Мы с Максом остались на крыльце.
– Забей, – отозвался наконец он. Что-то заметил, значит, по моему лицу.
– А чего, Макс? И тебя задело? – задал я вопрос, в котором Макс почему-то не прочитал издёвки.
– Нет. Если бы меня задело, я бы что-то изменил…
– Намекаешь?
– Намекаю… – Макс посмотрел вдаль, обернулся и, минуя мой взгляд, направился к двери.
Я не пошёл за ним. Я смотрел на уплывающие вдаль холмы, на дома, сползающие вниз по горбатой улице…
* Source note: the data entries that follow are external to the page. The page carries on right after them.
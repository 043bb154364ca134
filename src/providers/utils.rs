use anyhow::{anyhow, Result};
use serde::de::DeserializeOwned;

/// Parses a JSON object out of a chat reply.
///
/// Models like to wrap JSON in Markdown fences or add a sentence before it,
/// so the reply is stripped down to the outermost `{ ... }` first.
pub fn parse_json_reply<T: DeserializeOwned>(reply: &str) -> Result<T> {
    let cleaned = reply
        .trim()
        .trim_matches('`')
        .trim_start_matches("json")
        .trim_start_matches("JSON")
        .trim();

    let candidate = match (cleaned.find('{'), cleaned.rfind('}')) {
        (Some(start), Some(end)) if start < end => &cleaned[start..=end],
        _ => cleaned,
    };

    serde_json::from_str(candidate)
        .map_err(|e| anyhow!("Failed to parse model reply as JSON ({}): {}", e, reply))
}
– Кончается зима, – пробормотал я. И мне самому, как со стороны, почудилось, будто этими словами я подвёл какой-то итог. Было тихо. Из дома доносились приглушённые звуки застолья. В остальном – было тихо. Мне захотелось закричать – разбудить спящие зимой холмы и пространства… Людей и собак… «Кончается зима» – это снова жизнь и надежда. Это новорождённая зелень холмов. Это тысячи и тысячи новых любовей, песен и расстояний… Накопленные за зиму питательные соки прорастают весной.
Я не торопил весну – я ничего не накопил за зиму… Мне нечего было отдать весне, потому как я был пуст – как барабан или безъязыкий колокол. Никаких любовей… Песен. Расстояний.
Я подвёл итог, и мне стало не по себе. Мне казалось, что если я закричу – меня никто не услышит.
Георгий говорил другие слова. О другом. Но, сам не зная того, пусть боком, рикошетом, задел то, в чём я не признавался даже самому себе. Он обвинял меня в безделье, но на это у меня нашлись бы десятки объяснений. Обвинение в безделье же родило во мне другое, более глубокое обвинение – в бездействии! И возражений на это я не находил.
Я открыл дверь. Пространство за ней вернуло в реальность голосами и запахами пищи. Потоптавшись в прихожей, я заметил свою куртку, горбатившуюся поверх чужой одежды. Я говорил – мы с Максом зашли последними.
Я протянул руку. Сдёрнул куртку с вешалки. И, всовывая на ходу руки в кожаные рукава, пошёл вон из этого дома – виноватым.
Минута на сборы
Катя позвонила мне накануне похорон. Справлялась о дате и грустно оправдывалась, что не пойдёт. Потом поинтересовалась, доел ли я котлеты. «Да, которые в латке». Завершила интригующим и непонятным: «У меня всё по плану!» Что за план? Так, погоняв по телефонным проводам холостые слова, повесили трубки.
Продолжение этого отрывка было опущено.